Morris Hankinson is the founder and managing director of Hopes Grove Nurseries Ltd, the UK’s only specialist grower-retailer of hedging plants, which he established after graduating with a Commercial Horticulture Degree from Writtle College, Essex in 1992.

'But what about the unsold ones?' muses Morris. 'Past their best and not so tempting anymore, but on sale and cheap to clear... are they a bargain, or would you be better saving your money?'

Therein lies the million dollar question – or the wilting-allium-going-for-a-fiver question, at least. And, as is so often the case with these things, the answer is a complicated 'yes, but...'

'It all depends on what kind of plant it is,' explains Morris. 

Rust coloured raised planter with wall hung plant pots

(Image credit: Future PLC / Colin Poole)

According to Morris, any bargain bedding plants you spot 'will be a waste of cash, if they are reduced then there’s a good chance that their season has already passed,' which means they are best to avoid.

However, if it’s a hardy perennial or a hardy shrub (check on the label if you’re not sure), 'then you could indeed have a bargain on your hands'. 

'Chances are that any flowers will have faded, and the foliage might look a bit drab and sorry for itself because the compost has run out of fertiliser,' continues Morris. 'My top tip is to check out the root system!'

How to check the root system of an on-sale plant

If you're trying to figure out how to save money on plants, you'll need to start getting a little more hands-on with the bargains you spot at your local garden centre.

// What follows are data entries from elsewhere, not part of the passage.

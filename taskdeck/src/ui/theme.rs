//! Theme and styling constants for the TUI.

use ratatui::style::{Color, Modifier, Style};
use taskdeck_proto::task::Priority;

/// Primary foreground color.
pub const FG_PRIMARY: Color = Color::White;

/// Secondary foreground color (dimmed text).
pub const FG_SECONDARY: Color = Color::Gray;

/// Highlight color for focused elements.
pub const HIGHLIGHT: Color = Color::Cyan;

/// Success indicator color.
pub const SUCCESS: Color = Color::Green;

/// Warning indicator color.
pub const WARNING: Color = Color::Yellow;

/// Error indicator color.
pub const ERROR: Color = Color::Red;

/// Panel title color for the task list.
pub const TASKS_TITLE: Color = Color::Green;

/// Normal text style.
#[must_use]
pub fn normal() -> Style {
    Style::default().fg(FG_PRIMARY)
}

/// Dimmed text style (descriptions, metadata).
#[must_use]
pub fn dimmed() -> Style {
    Style::default().fg(FG_SECONDARY)
}

/// Bold text style.
#[must_use]
pub fn bold() -> Style {
    Style::default().fg(FG_PRIMARY).add_modifier(Modifier::BOLD)
}

/// Highlighted text style (focused borders and fields).
#[must_use]
pub fn highlighted() -> Style {
    Style::default().fg(HIGHLIGHT).add_modifier(Modifier::BOLD)
}

/// Selected item style (in lists).
#[must_use]
pub fn selected() -> Style {
    Style::default()
        .fg(Color::Black)
        .bg(HIGHLIGHT)
        .add_modifier(Modifier::BOLD)
}

/// Completed task title: dimmed and struck through.
#[must_use]
pub fn completed() -> Style {
    dimmed().add_modifier(Modifier::CROSSED_OUT)
}

/// Badge color for a priority.
#[must_use]
pub const fn priority_color(priority: Priority) -> Color {
    match priority {
        Priority::High => ERROR,
        Priority::Medium => WARNING,
        Priority::Low => SUCCESS,
    }
}

/// Error banner style (white on red).
#[must_use]
pub fn error_banner() -> Style {
    Style::default()
        .fg(Color::White)
        .bg(Color::Rgb(120, 20, 20))
        .add_modifier(Modifier::BOLD)
}

/// Style for the status bar background (dark background with white foreground).
#[must_use]
pub fn status_bar_bg() -> Style {
    Style::default().fg(Color::White).bg(Color::Rgb(30, 30, 50))
}

/// Style for panel titles with a given color (bold).
#[must_use]
pub fn panel_title(color: Color) -> Style {
    Style::default().fg(color).add_modifier(Modifier::BOLD)
}
//! Integration tests for the sync worker.
//!
//! Tests that `spawn_sync` wires a `Synchronizer` to the command and
//! snapshot channels the TUI uses:
//! - the worker performs the startup refresh on its own
//! - commands are applied in order, one at a time
//! - snapshots report loading while a fetch is in flight
//! - `Shutdown` and dropped senders both stop the worker

#![allow(clippy::expect_used, clippy::unwrap_used)]

use std::sync::Arc;
use std::time::Duration;

use taskdeck::store::memory::{MemoryTaskStore, Operation, StoreCall};
use taskdeck::store::{StoreError, TaskStore};
use taskdeck::sync::{
    Draft, EditorState, FETCH_TASKS_FAILED, Filter, SyncSnapshot, Synchronizer, ViewSelection,
};
use taskdeck::worker::{SyncCommand, spawn_sync};
use taskdeck_proto::task::{Status, Task, TaskFields, TaskId};
use tokio::sync::{Semaphore, mpsc, watch};

/// Wait until a published snapshot satisfies `pred`, and return it.
async fn wait_for(
    rx: &mut watch::Receiver<SyncSnapshot>,
    pred: impl Fn(&SyncSnapshot) -> bool,
) -> SyncSnapshot {
    tokio::time::timeout(Duration::from_secs(5), rx.wait_for(pred))
        .await
        .expect("timeout waiting for snapshot")
        .expect("worker dropped the snapshot channel")
        .clone()
}

/// Store that announces every call and then blocks until the test lets it
/// through, so snapshots can be inspected while a request is in flight.
struct SteppedStore {
    memory: MemoryTaskStore,
    entered: mpsc::UnboundedSender<Operation>,
    release: Arc<Semaphore>,
}

impl SteppedStore {
    async fn enter(&self, op: Operation) {
        self.entered.send(op).unwrap();
        self.release.acquire().await.unwrap().forget();
    }
}

impl TaskStore for SteppedStore {
    async fn list(&self) -> Result<Vec<Task>, StoreError> {
        self.enter(Operation::List).await;
        self.memory.list().await
    }

    async fn get(&self, id: TaskId) -> Result<Task, StoreError> {
        self.enter(Operation::Get).await;
        self.memory.get(id).await
    }

    async fn create(&self, fields: &TaskFields) -> Result<(), StoreError> {
        self.enter(Operation::Create).await;
        self.memory.create(fields).await
    }

    async fn update(&self, id: TaskId, task: &Task) -> Result<(), StoreError> {
        self.enter(Operation::Update).await;
        self.memory.update(id, task).await
    }

    async fn delete(&self, id: TaskId) -> Result<(), StoreError> {
        self.enter(Operation::Delete).await;
        self.memory.delete(id).await
    }

    fn endpoint(&self) -> String {
        "stepped".to_string()
    }
}

/// Test side of a [`SteppedStore`].
struct Steps {
    entered: mpsc::UnboundedReceiver<Operation>,
    release: Arc<Semaphore>,
}

impl Steps {
    /// Wait until the store is blocked inside `op`.
    async fn expect(&mut self, op: Operation) {
        let got = tokio::time::timeout(Duration::from_secs(5), self.entered.recv())
            .await
            .expect("timeout waiting for store call")
            .expect("store dropped");
        assert_eq!(got, op);
    }

    /// Let the blocked call finish.
    fn release(&self) {
        self.release.add_permits(1);
    }

    fn assert_idle(&mut self) {
        assert!(self.entered.try_recv().is_err(), "unexpected store call");
    }
}

fn stepped(memory: MemoryTaskStore) -> (SteppedStore, Steps) {
    let (entered_tx, entered_rx) = mpsc::unbounded_channel();
    let release = Arc::new(Semaphore::new(0));
    let store = SteppedStore {
        memory,
        entered: entered_tx,
        release: Arc::clone(&release),
    };
    (
        store,
        Steps {
            entered: entered_rx,
            release,
        },
    )
}

fn two_tasks() -> MemoryTaskStore {
    MemoryTaskStore::with_tasks(vec![
        TaskFields::titled("A").with_id(TaskId::new(1)),
        TaskFields::titled("B").with_id(TaskId::new(2)),
    ])
}

#[tokio::test]
async fn startup_refresh_publishes_tasks() {
    let store = MemoryTaskStore::demo();
    let (_tx, mut rx, _handle) = spawn_sync(Synchronizer::new(store.clone()), 8);

    let snapshot = wait_for(&mut rx, |s| !s.tasks.is_empty() && !s.loading).await;
    assert_eq!(snapshot.tasks, store.tasks());
    assert!(snapshot.refreshed_at.is_some());
    assert_eq!(snapshot.error, None);
}

#[tokio::test]
async fn startup_failure_publishes_fetch_error() {
    let store = MemoryTaskStore::demo();
    store.set_failing(Operation::List, true);
    let (_tx, mut rx, _handle) = spawn_sync(Synchronizer::new(store), 8);

    let snapshot = wait_for(&mut rx, |s| s.error.is_some()).await;
    assert_eq!(snapshot.error.as_deref(), Some(FETCH_TASKS_FAILED));
    assert!(snapshot.tasks.is_empty());
    assert!(!snapshot.loading);
}

#[tokio::test]
async fn create_flow_through_commands() {
    let store = MemoryTaskStore::new();
    let (tx, mut rx, _handle) = spawn_sync(Synchronizer::new(store.clone()), 8);
    wait_for(&mut rx, |s| s.refreshed_at.is_some()).await;

    tx.send(SyncCommand::BeginCreate).await.unwrap();
    let opened = wait_for(&mut rx, |s| s.editor == EditorState::Open).await;
    assert_eq!(opened.draft, Draft::default());

    let mut draft = opened.draft;
    draft.fields_mut().title = "Buy milk".to_string();
    tx.send(SyncCommand::Submit(draft)).await.unwrap();

    let saved = wait_for(&mut rx, |s| s.tasks.len() == 1 && !s.loading).await;
    assert_eq!(saved.editor, EditorState::Closed);
    assert_eq!(saved.tasks[0].title, "Buy milk");
}

#[tokio::test]
async fn commands_are_applied_in_order() {
    let store = MemoryTaskStore::with_tasks(vec![
        TaskFields::titled("A").with_id(TaskId::new(1)),
        TaskFields::titled("B").with_id(TaskId::new(2)),
    ]);
    let (tx, mut rx, _handle) = spawn_sync(Synchronizer::new(store.clone()), 8);
    wait_for(&mut rx, |s| s.tasks.len() == 2).await;
    store.clear_calls();

    // Queue everything before the worker has a chance to run any of it.
    tx.send(SyncCommand::ToggleStatus(TaskId::new(1))).await.unwrap();
    tx.send(SyncCommand::Remove(TaskId::new(2))).await.unwrap();
    tx.send(SyncCommand::SetFilter(Filter::Completed)).await.unwrap();

    let done = wait_for(&mut rx, |s| {
        s.selection.filter == Filter::Completed && !s.loading
    })
    .await;

    let calls = store.calls();
    assert!(matches!(calls[0], StoreCall::Update(id, _) if id == TaskId::new(1)));
    assert_eq!(
        &calls[1..],
        &[
            StoreCall::List,
            StoreCall::Delete(TaskId::new(2)),
            StoreCall::List
        ]
    );
    let view = done.view();
    assert_eq!(view.len(), 1);
    assert_eq!(view[0].status, Status::Completed);
}

#[tokio::test]
async fn initial_selection_reaches_first_snapshot() {
    let selection = ViewSelection::new(Filter::Pending, taskdeck::sync::SortKey::Status);
    let sync = Synchronizer::new(MemoryTaskStore::demo()).with_selection(selection);
    let (_tx, rx, _handle) = spawn_sync(sync, 8);
    assert_eq!(rx.borrow().selection, selection);
}

#[tokio::test]
async fn shutdown_stops_worker() {
    let (tx, _rx, handle) = spawn_sync(Synchronizer::new(MemoryTaskStore::new()), 8);
    tx.send(SyncCommand::Shutdown).await.unwrap();
    tokio::time::timeout(Duration::from_secs(5), handle)
        .await
        .expect("worker did not stop")
        .unwrap();
    assert!(tx.is_closed());
}

#[tokio::test]
async fn zero_capacity_is_raised_to_one() {
    let (tx, mut rx, _handle) = spawn_sync(Synchronizer::new(MemoryTaskStore::new()), 0);
    tx.send(SyncCommand::BeginCreate).await.unwrap();
    wait_for(&mut rx, |s| s.editor == EditorState::Open).await;
}

#[tokio::test]
async fn loading_is_set_only_while_the_list_is_in_flight() {
    let (store, mut steps) = stepped(two_tasks());
    let (tx, mut rx, _handle) = spawn_sync(Synchronizer::new(store), 8);

    steps.expect(Operation::List).await;
    {
        let during = rx.borrow();
        assert!(during.loading);
        assert!(during.tasks.is_empty());
    }
    steps.release();
    let after = wait_for(&mut rx, |s| s.tasks.len() == 2).await;
    assert!(!after.loading);

    // a manual refresh goes through the same cycle
    tx.send(SyncCommand::Refresh).await.unwrap();
    steps.expect(Operation::List).await;
    assert!(rx.borrow().loading);
    steps.release();
    wait_for(&mut rx, |s| !s.loading).await;
    steps.assert_idle();
}

#[tokio::test]
async fn mutations_load_only_during_their_trailing_refresh() {
    let (store, mut steps) = stepped(two_tasks());
    let (tx, mut rx, _handle) = spawn_sync(Synchronizer::new(store), 8);
    steps.expect(Operation::List).await;
    steps.release();
    wait_for(&mut rx, |s| s.tasks.len() == 2 && !s.loading).await;

    // begin_edit never refreshes
    tx.send(SyncCommand::BeginEdit(TaskId::new(1))).await.unwrap();
    steps.expect(Operation::Get).await;
    assert!(!rx.borrow().loading);
    steps.release();
    let opened = wait_for(&mut rx, |s| s.editor == EditorState::Open).await;
    assert!(!opened.loading);
    steps.assert_idle();

    // submit: idle during the save, loading during the refresh after it
    let mut draft = opened.draft;
    draft.fields_mut().title = "A2".to_string();
    tx.send(SyncCommand::Submit(draft)).await.unwrap();
    steps.expect(Operation::Update).await;
    assert!(!rx.borrow().loading);
    steps.release();
    steps.expect(Operation::List).await;
    {
        let refreshing = rx.borrow();
        assert!(refreshing.loading);
        assert_eq!(refreshing.editor, EditorState::Closed);
    }
    steps.release();
    wait_for(&mut rx, |s| {
        !s.loading && s.tasks.first().is_some_and(|t| t.title == "A2")
    })
    .await;

    // remove: same shape
    tx.send(SyncCommand::Remove(TaskId::new(2))).await.unwrap();
    steps.expect(Operation::Delete).await;
    assert!(!rx.borrow().loading);
    steps.release();
    steps.expect(Operation::List).await;
    assert!(rx.borrow().loading);
    steps.release();
    let done = wait_for(&mut rx, |s| s.tasks.len() == 1 && !s.loading).await;
    assert_eq!(done.tasks[0].id, TaskId::new(1));
    steps.assert_idle();
}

'Slip the pot off gently and see if there are plenty of healthy roots in the compost,' says Morris. 'If so, then it’s a buy recommendation, you have yourself a bargain. Plant it out in your garden or re-pot it and it's sure to thrive.'

Outdoor sofa on deck with tassled throw and yellow cushions

(Image credit: Future PLC / Colin Poole)

Generally, Morris says, it's a good idea to avoid snapping up any of the following 'bargains' in your garden centre's end-of-season sale:

  • Seasonal/annual bedding plants.
  • Anything that has died because it hasn’t been watered, as chances are too high that it won’t grow back and the risk isn’t worth taking, even when its cheap.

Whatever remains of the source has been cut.